You can hear Gatsby on CDs that the Met is selling as part of a big 32-disc set honoring James Levine on his 40th Anniversary with the company. You have to buy the whole set, no individual items for sale just yet. Too bad the piece didn’t get included in the Levine DVD set that has also been issued - though that does include both Berg operas, Weill’s Mahagonny, and Corigliano’s Ghosts of Versailles. Hear Lorraine Hunt-Lieberson sing an excerpt from Gatsby here.

The Name of the Game

I was speaking with a composer colleague a number of years ago, and remarked that the music of Richard Wernick is exceptionally under-appreciated. My friend thought for a moment, then replied, with some vehemence, “we’re all under-appreciated!” Well, that’s true, but more than some, Wernick’s music truly does deserve wider recognition and performance.

Not that he has been lacking for first-class advocates. The opening piece on Bridge’s most recent CD of his music is a horn quintet performed by no less than William Purvis and the Juilliard Quartet. The flavor of the harmony and the bustling texture of the work’s opening suggest Schoenberg, although frankly Wernick’s harmony makes more sense to my ear than that of the earlier master. Furthermore, the contrasting quieter sections in Wernick’s music have a stillness and meditative repose (though never static) that is foreign to Schoenberg’s expressive palette. I remember reading a record review years ago about Wernick’s first piano sonata, (recorded by Lambert Orkis for Bridge) in which the reviewer connected Wernick’s music with that of Morton Feldman. That reviewer was way off target, as Wernick is vitally interested in the meaningful pattern making that Feldman seems to studiously avoid. Rather than Feldman, I connect Wernick’s most inward moments with the crystalline slow movements that are sometimes found in the music of Ralph Shapey; I know Wernick admired the older composer’s work tremendously,

The CD also offers the Colorado Quartet playing Wernick’s Sixth Quartet. This is darkly intense music, as befits its impetus: a memorial work for a cousin of Wernick named Henry Levy who worked for forty years as a field executive for the American Jewish Joint Distribution Committee. According to Wernick’s program note, Henry Levy was an extraordinary man, unstinting in his service to Jewish refugees from both Nazi and Communist regimes. Even after his retirement, Levy continued to support Jewish causes financially and eventually left the bulk of his assets to universities in Israel. Wernick honors this remarkable individual with a tightly focussed single movement work, entirely derived from a powerful unison opening.

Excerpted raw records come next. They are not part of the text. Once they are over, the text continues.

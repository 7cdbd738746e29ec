//! CLI command definitions and argument parsing.

use clap::{Parser, Subcommand};
use std::path::PathBuf;

/// Checkform - extract, evaluate, and optimize checkbox extraction from
/// ACORD 25 Certificate of Liability Insurance forms.
#[derive(Debug, Parser)]
#[command(name = "checkform")]
#[command(version, about, long_about = None)]
pub struct Cli {
    /// Output format
    #[arg(short, long, value_enum, global = true)]
    pub format: Option<CliFormat>,

    /// Disable colored output
    #[arg(long, global = true)]
    pub no_color: bool,

    /// Configuration file path
    #[arg(short, long, global = true, env = "CHECKFORM_CONFIG")]
    pub config: Option<PathBuf>,

    #[command(subcommand)]
    pub command: Command,
}

/// Output format options.
#[derive(Debug, Clone, Copy, clap::ValueEnum)]
pub enum CliFormat {
    /// Table format (default)
    Table,
    /// JSON format
    Json,
    /// Quiet format (minimal)
    Quiet,
}

/// CLI commands.
#[derive(Debug, Subcommand)]
pub enum Command {
    /// Extract checkbox data from a single ACORD 25 form
    Extract(ExtractArgs),

    /// Process multiple ACORD 25 forms in batch
    Batch(BatchArgs),

    /// Evaluate extraction output against labeled ground truth
    Evaluate(EvaluateArgs),

    /// Optimize the extraction prompt against a labeled sample
    Optimize(OptimizeArgs),
}

/// Arguments for the extract command.
#[derive(Debug, Parser)]
pub struct ExtractArgs {
    /// Path to the input PDF or image file
    #[arg(short, long)]
    pub input: PathBuf,

    /// Path to save the extraction results
    #[arg(short, long, default_value = "results/extraction_results.json")]
    pub output: PathBuf,

    /// Vision model to use (overrides the configured default)
    #[arg(short, long)]
    pub model: Option<String>,
}

/// Arguments for the batch command.
#[derive(Debug, Parser)]
pub struct BatchArgs {
    /// Directory containing ACORD 25 forms
    #[arg(short, long)]
    pub input_dir: PathBuf,

    /// Directory to save the extraction results
    #[arg(short, long, default_value = "results")]
    pub output_dir: PathBuf,

    /// Vision model to use (overrides the configured default)
    #[arg(short, long)]
    pub model: Option<String>,
}

/// Arguments for the evaluate command.
#[derive(Debug, Parser)]
pub struct EvaluateArgs {
    /// Path to the predictions JSON file
    #[arg(short, long)]
    pub predictions: PathBuf,

    /// Path to the ground truth JSON file
    #[arg(short, long)]
    pub ground_truth: PathBuf,

    /// Path to save the metrics
    #[arg(short, long, default_value = "results/performance_metrics.json")]
    pub output: PathBuf,
}

/// Arguments for the optimize command.
#[derive(Debug, Parser)]
pub struct OptimizeArgs {
    /// Path to the sample form (PDF or image); PDFs use page 1
    #[arg(short = 'i', long)]
    pub sample: PathBuf,

    /// Path to the ground truth JSON file
    #[arg(short, long)]
    pub ground_truth: PathBuf,

    /// Number of optimization rounds (overrides the configured default)
    #[arg(short = 'n', long)]
    pub rounds: Option<usize>,

    /// Seed prompt file; defaults to the built-in ACORD 25 template
    #[arg(short, long)]
    pub seed_file: Option<PathBuf>,

    /// Path to save the optimized prompt
    #[arg(short, long, default_value = "results/optimized_prompt.txt")]
    pub output: PathBuf,

    /// Path to save the optimization metrics and round history
    #[arg(short = 'M', long, default_value = "results/optimization_metrics.json")]
    pub metrics_output: PathBuf,

    /// Vision model to use (overrides the configured default)
    #[arg(short, long)]
    pub model: Option<String>,
}

impl From<CliFormat> for crate::config::OutputFormat {
    fn from(format: CliFormat) -> Self {
        match format {
            CliFormat::Table => crate::config::OutputFormat::Table,
            CliFormat::Json => crate::config::OutputFormat::Json,
            CliFormat::Quiet => crate::config::OutputFormat::Quiet,
        }
    }
}

#[cfg(test)]
mod tests {
    use super::*;

    #[test]
    fn test_extract_command_parsing() {
        let cli = Cli::parse_from(["checkform", "extract", "-i", "form.pdf"]);
        match cli.command {
            Command::Extract(args) => {
                assert_eq!(args.input, PathBuf::from("form.pdf"));
                assert_eq!(
                    args.output,
                    PathBuf::from("results/extraction_results.json")
                );
            }
            _ => panic!("Expected Extract command"),
        }
    }

    #[test]
    fn test_evaluate_command_parsing() {
        let cli = Cli::parse_from([
            "checkform",
            "evaluate",
            "-p",
            "pred.json",
            "-g",
            "truth.json",
        ]);
        match cli.command {
            Command::Evaluate(args) => {
                assert_eq!(args.predictions, PathBuf::from("pred.json"));
                assert_eq!(args.ground_truth, PathBuf::from("truth.json"));
            }
            _ => panic!("Expected Evaluate command"),
        }
    }

    #[test]
    fn test_optimize_command_parsing() {
        let cli = Cli::parse_from([
            "checkform",
            "optimize",
            "-i",
            "sample.png",
            "-g",
            "truth.json",
            "-n",
            "5",
        ]);
        match cli.command {
            Command::Optimize(args) => {
                assert_eq!(args.rounds, Some(5));
                assert!(args.seed_file.is_none());
            }
            _ => panic!("Expected Optimize command"),
        }
    }

    #[test]
    fn test_global_flags() {
        let cli = Cli::parse_from([
            "checkform",
            "--no-color",
            "extract",
            "-i",
            "form.pdf",
        ]);
        assert!(cli.no_color);
        assert!(cli.format.is_none());
    }
}
//! Normalized matching identity for checkbox records

use crate::CheckboxRecord;
use std::fmt;

/// Normalize free text for identity comparison.
///
/// Lowercases, collapses runs of internal whitespace to a single space, and
/// strips leading/trailing punctuation. This absorbs minor transcription
/// variance from the model (e.g. "Claims-Made " vs "CLAIMS-MADE") without
/// touching interior punctuation, which stays significant.
pub fn normalize_text(text: &str) -> String {
    let lowered = text.to_lowercase();
    let collapsed = lowered.split_whitespace().collect::<Vec<_>>().join(" ");
    // Punctuation and whitespace are trimmed together; trimming them in
    // separate passes can expose fresh edge punctuation and lose idempotence.
    collapsed
        .trim_matches(|c: char| c.is_ascii_punctuation() || c.is_whitespace())
        .to_string()
}

/// The matching identity of a checkbox: normalized (section, label).
///
/// Two records refer to the same checkbox when their keys are equal (or,
/// failing that, similar enough per the matcher's fuzzy fallback). The
/// checked state is deliberately not part of the key.
#[derive(Debug, Clone, PartialEq, Eq, PartialOrd, Ord, Hash)]
pub struct CheckboxKey {
    /// Normalized section text
    pub section: String,

    /// Normalized label text
    pub label: String,
}

impl CheckboxKey {
    /// Build a key from raw section/label text
    pub fn new(section: &str, label: &str) -> Self {
        Self {
            section: normalize_text(section),
            label: normalize_text(label),
        }
    }

    /// Build the key identifying a record
    pub fn from_record(record: &CheckboxRecord) -> Self {
        Self::new(&record.section, &record.label)
    }

    /// Single-string form used for similarity scoring
    pub fn combined(&self) -> String {
        format!("{} / {}", self.section, self.label)
    }
}

impl fmt::Display for CheckboxKey {
    fn fmt(&self, f: &mut fmt::Formatter<'_>) -> fmt::Result {
        write!(f, "{} / {}", self.section, self.label)
    }
}

#[cfg(test)]
mod tests {
    use super::*;

    #[test]
    fn test_normalize_lowercases() {
        assert_eq!(normalize_text("CLAIMS-MADE"), "claims-made");
    }

    #[test]
    fn test_normalize_collapses_whitespace() {
        assert_eq!(normalize_text("TYPE  OF\tINSURANCE"), "type of insurance");
        assert_eq!(normalize_text("  POLICY  "), "policy");
    }

    #[test]
    fn test_normalize_strips_edge_punctuation() {
        assert_eq!(normalize_text("- OCCUR -"), "occur");
        assert_eq!(normalize_text("\"LOC\""), "loc");
    }

    #[test]
    fn test_normalize_keeps_interior_punctuation() {
        assert_eq!(normalize_text("GEN'L AGGREGATE"), "gen'l aggregate");
        assert_eq!(normalize_text("CLAIMS-MADE"), "claims-made");
    }

    #[test]
    fn test_keys_equal_under_variance() {
        let a = CheckboxKey::new("TYPE OF INSURANCE", "  occur");
        let b = CheckboxKey::new("Type  of Insurance", "OCCUR.");
        assert_eq!(a, b);
    }

    #[test]
    fn test_key_from_record() {
        let record = CheckboxRecord::new("COVERAGES", "Claims-Made", true);
        let key = CheckboxKey::from_record(&record);
        assert_eq!(key.section, "coverages");
        assert_eq!(key.label, "claims-made");
        assert_eq!(key.combined(), "coverages / claims-made");
    }
}
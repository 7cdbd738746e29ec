//! Checkform Prompt Optimizer
//!
//! Drives the extraction prompt toward fixed precision/recall targets by
//! iterating rounds of extract → match → score → refine.
//!
//! ## Round Loop
//!
//! ```text
//! seed prompt → Extractor → Matcher → Scorer → refinement fragments → next round
//! ```
//!
//! Each round's prompt depends on the previous round's error analysis, so
//! rounds execute strictly one-after-another; there is no parallelism in
//! this loop.
//!
//! ## Policies
//!
//! - **Acceptance**: a round becomes the best-so-far when it
//!   Pareto-dominates on (precision, recall) or strictly improves F1
//! - **Refinement**: additive prompt fragments enumerating the round's
//!   missed, spurious, and state-disputed checkboxes; the seed prompt is
//!   never rewritten
//! - **Stopping**: target met, round budget exhausted, or a terminal
//!   extractor failure; the best observed result is always returned

#![warn(missing_docs)]

mod config;
mod optimizer;
mod refine;
mod state;

pub use config::OptimizerConfig;
pub use optimizer::PromptOptimizer;
pub use refine::refinement_fragments;
pub use state::{OptimizationResult, RoundRecord, TerminalState};
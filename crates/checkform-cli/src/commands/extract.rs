//! Extract command implementation.

use crate::cli::ExtractArgs;
use crate::config::Config;
use crate::error::{CliError, Result};
use crate::output::Formatter;
use checkform_extractor::PromptBuilder;
use tracing::info;

/// Execute the extract command.
pub async fn execute_extract(
    args: ExtractArgs,
    config: &Config,
    formatter: &Formatter,
) -> Result<()> {
    if !args.input.exists() {
        return Err(CliError::InvalidInput(format!(
            "Input file '{}' not found",
            args.input.display()
        )));
    }

    info!("Extracting checkbox data from {}", args.input.display());

    let extractor = super::build_extractor(config, args.model.as_deref())?;
    let prompt = PromptBuilder::new().build();

    let result = extractor.extract_form(&args.input, &prompt).await?;

    super::ensure_parent_dir(&args.output)?;
    checkform_eval::write_records(&args.output, &result.records)?;

    println!("{}", formatter.format_records(&result.records)?);
    println!(
        "{}",
        formatter.success(&format!(
            "Extracted {} checkbox(es) from {} page(s) in {}ms; results saved to {}",
            result.records.len(),
            result.metadata.pages,
            result.metadata.processing_time_ms,
            args.output.display()
        ))
    );

    Ok(())
}
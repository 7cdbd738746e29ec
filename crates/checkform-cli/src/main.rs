//! Checkform CLI - checkbox extraction, evaluation, and prompt optimization
//! for ACORD 25 forms.

use checkform_cli::commands;
use checkform_cli::{Cli, Command, Config, Formatter};
use clap::Parser;

#[tokio::main]
async fn main() {
    tracing_subscriber::fmt()
        .with_env_filter(tracing_subscriber::EnvFilter::from_default_env())
        .init();

    if let Err(e) = run().await {
        eprintln!("Error: {}", e);
        std::process::exit(1);
    }
}

async fn run() -> checkform_cli::Result<()> {
    let cli = Cli::parse();

    // Load config from the explicit path or the default location
    let config = match &cli.config {
        Some(path) => Config::load_from(path)?,
        None => Config::load().unwrap_or_else(|_| {
            let cfg = Config::default();
            cfg.save().ok();
            cfg
        }),
    };

    // Determine output format and color setting
    let format = cli.format.map(Into::into).unwrap_or(config.settings.format);
    let color_enabled = !cli.no_color && config.settings.color;

    let formatter = Formatter::new(format, color_enabled);

    match cli.command {
        Command::Extract(args) => {
            commands::execute_extract(args, &config, &formatter).await?;
        }
        Command::Batch(args) => {
            commands::execute_batch(args, &config, &formatter).await?;
        }
        Command::Evaluate(args) => {
            commands::execute_evaluate(args, &config, &formatter).await?;
        }
        Command::Optimize(args) => {
            commands::execute_optimize(args, &config, &formatter).await?;
        }
    }

    Ok(())
}
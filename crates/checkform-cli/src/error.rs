//! Error types for the CLI application.

use thiserror::Error;

/// Result type alias for CLI operations.
pub type Result<T> = std::result::Result<T, CliError>;

/// CLI-specific errors.
#[derive(Debug, Error)]
pub enum CliError {
    /// Configuration error
    #[error("Configuration error: {0}")]
    Config(String),

    /// Evaluation boundary error
    #[error("Evaluation error: {0}")]
    Eval(#[from] checkform_eval::EvalError),

    /// Extraction error
    #[error("Extraction error: {0}")]
    Extractor(#[from] checkform_extractor::ExtractorError),

    /// I/O error
    #[error("I/O error: {0}")]
    Io(#[from] std::io::Error),

    /// Serialization error
    #[error("Serialization error: {0}")]
    Serialization(#[from] serde_json::Error),

    /// TOML parsing error
    #[error("TOML parsing error: {0}")]
    Toml(#[from] toml::de::Error),

    /// Invalid input
    #[error("Invalid input: {0}")]
    InvalidInput(String),

    /// No API credential available
    #[error("API key not found. Set the '{0}' environment variable.")]
    MissingApiKey(String),

    /// Metrics fell short of the configured precision/recall requirements
    #[error("Extraction performance does not meet the configured requirements")]
    RequirementsNotMet,
}
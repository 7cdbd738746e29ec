//! Batch command implementation.

use crate::cli::BatchArgs;
use crate::config::Config;
use crate::error::{CliError, Result};
use crate::output::Formatter;
use checkform_extractor::PromptBuilder;
use serde_json::json;
use std::fs;
use std::path::PathBuf;
use tracing::info;

const FORM_EXTENSIONS: &[&str] = &["pdf", "png", "jpg", "jpeg", "tiff", "bmp"];

/// Execute the batch command.
pub async fn execute_batch(args: BatchArgs, config: &Config, formatter: &Formatter) -> Result<()> {
    if !args.input_dir.is_dir() {
        return Err(CliError::InvalidInput(format!(
            "Input directory '{}' not found",
            args.input_dir.display()
        )));
    }

    let inputs = collect_form_files(&args.input_dir)?;
    if inputs.is_empty() {
        return Err(CliError::InvalidInput(format!(
            "No PDF or image files found in '{}'",
            args.input_dir.display()
        )));
    }

    info!(
        "Batch processing {} form(s) from {}",
        inputs.len(),
        args.input_dir.display()
    );

    let extractor = super::build_extractor(config, args.model.as_deref())?;
    let prompt = PromptBuilder::new().build();

    let outcome = extractor.batch(&inputs, &prompt).await;

    fs::create_dir_all(&args.output_dir)?;
    let output_path = args.output_dir.join("batch_results.json");

    let results: Vec<_> = outcome
        .results
        .iter()
        .map(|r| {
            json!({
                "source_id": r.source_id,
                "checkboxes": r.records.iter().map(|c| json!({
                    "section": c.section,
                    "label": c.label,
                    "is_checked": c.is_checked,
                })).collect::<Vec<_>>(),
            })
        })
        .collect();
    let failures: Vec<_> = outcome
        .failures
        .iter()
        .map(|f| json!({"source_id": f.source_id, "reason": f.reason}))
        .collect();

    fs::write(
        &output_path,
        serde_json::to_string_pretty(&json!({
            "results": results,
            "failures": failures,
        }))?,
    )?;

    println!("{}", formatter.format_batch(&outcome));
    println!(
        "{}",
        formatter.success(&format!(
            "Processed {} form(s), {} failed; results saved to {}",
            outcome.results.len(),
            outcome.failures.len(),
            output_path.display()
        ))
    );

    Ok(())
}

/// Collect form files from a directory, sorted by name for stable output.
fn collect_form_files(dir: &std::path::Path) -> Result<Vec<PathBuf>> {
    let mut files = Vec::new();

    for entry in fs::read_dir(dir)? {
        let path = entry?.path();
        if !path.is_file() {
            continue;
        }
        let extension = path
            .extension()
            .map(|e| e.to_string_lossy().to_lowercase())
            .unwrap_or_default();
        if FORM_EXTENSIONS.contains(&extension.as_str()) {
            files.push(path);
        }
    }

    files.sort();
    Ok(files)
}
//! Evaluate command implementation.

use crate::cli::EvaluateArgs;
use crate::config::Config;
use crate::error::{CliError, Result};
use crate::output::Formatter;
use checkform_eval::{load_records, match_records_with_threshold, score};
use std::fs;
use tracing::info;

/// Execute the evaluate command.
pub async fn execute_evaluate(
    args: EvaluateArgs,
    config: &Config,
    formatter: &Formatter,
) -> Result<()> {
    for (path, what) in [
        (&args.predictions, "Predictions"),
        (&args.ground_truth, "Ground truth"),
    ] {
        if !path.exists() {
            return Err(CliError::InvalidInput(format!(
                "{} file '{}' not found",
                what,
                path.display()
            )));
        }
    }

    info!(
        "Evaluating {} against {}",
        args.predictions.display(),
        args.ground_truth.display()
    );

    let predictions = load_records(&args.predictions)?;
    let ground_truth = load_records(&args.ground_truth)?;

    let outcome = match_records_with_threshold(
        &predictions,
        &ground_truth,
        config.evaluation.similarity_threshold,
    );
    let metrics = score(&outcome);

    super::ensure_parent_dir(&args.output)?;
    fs::write(&args.output, serde_json::to_string_pretty(&metrics)?)?;

    println!("{}", formatter.format_metrics(&metrics)?);
    println!(
        "{}",
        formatter.requirement_check(
            &metrics,
            config.evaluation.min_precision,
            config.evaluation.min_recall,
        )
    );
    println!(
        "{}",
        formatter.info(&format!("Metrics saved to {}", args.output.display()))
    );

    if !metrics.meets(config.evaluation.min_precision, config.evaluation.min_recall) {
        return Err(CliError::RequirementsNotMet);
    }

    Ok(())
}
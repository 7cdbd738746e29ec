//! Optimize command implementation.

use crate::cli::OptimizeArgs;
use crate::config::Config;
use crate::error::{CliError, Result};
use crate::output::Formatter;
use checkform_eval::load_records;
use checkform_extractor::{PdfRenderer, PromptBuilder};
use checkform_optimizer::{OptimizerConfig, PromptOptimizer, TerminalState};
use std::fs;
use tracing::info;

/// Execute the optimize command.
pub async fn execute_optimize(
    args: OptimizeArgs,
    config: &Config,
    formatter: &Formatter,
) -> Result<()> {
    for (path, what) in [(&args.sample, "Sample"), (&args.ground_truth, "Ground truth")] {
        if !path.exists() {
            return Err(CliError::InvalidInput(format!(
                "{} file '{}' not found",
                what,
                path.display()
            )));
        }
    }

    let ground_truth = load_records(&args.ground_truth)?;
    let sample_png = load_sample_image(&args, config)?;

    let seed_prompt = match &args.seed_file {
        Some(path) => fs::read_to_string(path)?,
        None => PromptBuilder::new().seed().to_string(),
    };

    let rounds = args.rounds.unwrap_or(config.optimization.max_rounds);
    if rounds == 0 {
        return Err(CliError::InvalidInput(
            "Round budget must be at least 1".to_string(),
        ));
    }

    info!(
        "Optimizing prompt over {} with {} ground-truth records, {} round budget",
        args.sample.display(),
        ground_truth.len(),
        rounds
    );

    let extractor = super::build_extractor(config, args.model.as_deref())?;
    let optimizer_config = OptimizerConfig {
        min_precision: config.evaluation.min_precision,
        min_recall: config.evaluation.min_recall,
        retry_backoff_secs: config.optimization.retry_backoff_secs,
        similarity_threshold: config.evaluation.similarity_threshold,
    };
    optimizer_config.validate().map_err(CliError::Config)?;

    let optimizer = PromptOptimizer::new(extractor, optimizer_config);
    let result = optimizer
        .optimize(&seed_prompt, &sample_png, &ground_truth, rounds)
        .await;

    super::ensure_parent_dir(&args.output)?;
    fs::write(&args.output, &result.best_prompt)?;
    super::ensure_parent_dir(&args.metrics_output)?;
    fs::write(&args.metrics_output, serde_json::to_string_pretty(&result)?)?;

    println!("{}", formatter.format_history(&result)?);
    println!("{}", formatter.format_metrics(&result.best_metrics)?);
    println!(
        "{}",
        formatter.requirement_check(
            &result.best_metrics,
            config.evaluation.min_precision,
            config.evaluation.min_recall,
        )
    );
    println!(
        "{}",
        formatter.success(&format!(
            "Optimized prompt saved to {}; metrics saved to {}",
            args.output.display(),
            args.metrics_output.display()
        ))
    );

    if result.outcome == TerminalState::ExtractorFailed {
        return Err(CliError::Config(
            "Optimization stopped on a terminal extractor failure; see the round history"
                .to_string(),
        ));
    }

    Ok(())
}

/// Load the sample as one PNG page; PDFs use their first page.
fn load_sample_image(args: &OptimizeArgs, config: &Config) -> Result<Vec<u8>> {
    let extension = args
        .sample
        .extension()
        .map(|e| e.to_string_lossy().to_lowercase())
        .unwrap_or_default();

    if extension == "pdf" {
        let renderer = PdfRenderer::new()?;
        let pages = renderer.render_pages(&args.sample, config.extraction.dpi, 1)?;
        let page = pages.into_iter().next().ok_or_else(|| {
            CliError::InvalidInput(format!("'{}' has no pages", args.sample.display()))
        })?;
        Ok(page.png_data)
    } else {
        Ok(fs::read(&args.sample)?)
    }
}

The last major work on the disc, The Name of the Game, is for guitar and 11 players. David Starobin, creator of Bridge Records, is the featured soloist in this piece, originally written for Philadelphia’s Network for New Music, and here performed by the International Contemporary Ensemble (ICE), with Cliff Colnot conducting. Starobin is responsible for encouraging hundreds of composers (including Crumb, Carter, Davidovsky, Rouders, Foss, Schuller and Babbitt) to create new works with guitar, and Wernick honors him in a time-hallowed manner by deriving his musical material from the letters of Starobin’s name that correspond to musical pitches: D; A; vi; D; S (German “es”); and so forth. Starobin’s performance is typically virtuosic, full of varied colors, and Wernick draws a similarly kaleidoscopic array of sounds from the ensemble. Two short solo works played by Starobin round out the disc.

Although the charming picture on the cover of this CD shows Wernick tossing sheet music to the wind, he is not interested in randomly scattering notes - rather, what Richard Wernick accomplishes, through painstaking craft and deeply expressive intensity, is to give his music flight.

Opera Market-ing

Not to be outdone by Opera Company of Philadelphia’s flashmob Traviata in the Reading Terminal Market, Center City Opera Theatre is staging L’elisir d’amore in the Italian Market tomorrow. In it. (Remember Anna Russell saying how the Ring Cycle begins “in the Rhine River. In it!”?) Information here. Note also the CCOT premiere of Paul Moravec’s new opera, Danse Russe next spring.

JUST Listening

While this blog is mostly about musical listening, Sharon Browning’s JUST Listening blog is about another kind of listening, and her writing offers challenge, solace and inspiration. Sharon’s own voice is that of a prophet, as she invites us to mindfully listen to the voices of those marginalized in our society. She writes:

Skilled listening is creative, opening up new possibilities for all involved, and can be a powerful tool for social change. Although rarely consulted or listened to, people on the social margins are the best source of information and ideas about the issues facing them.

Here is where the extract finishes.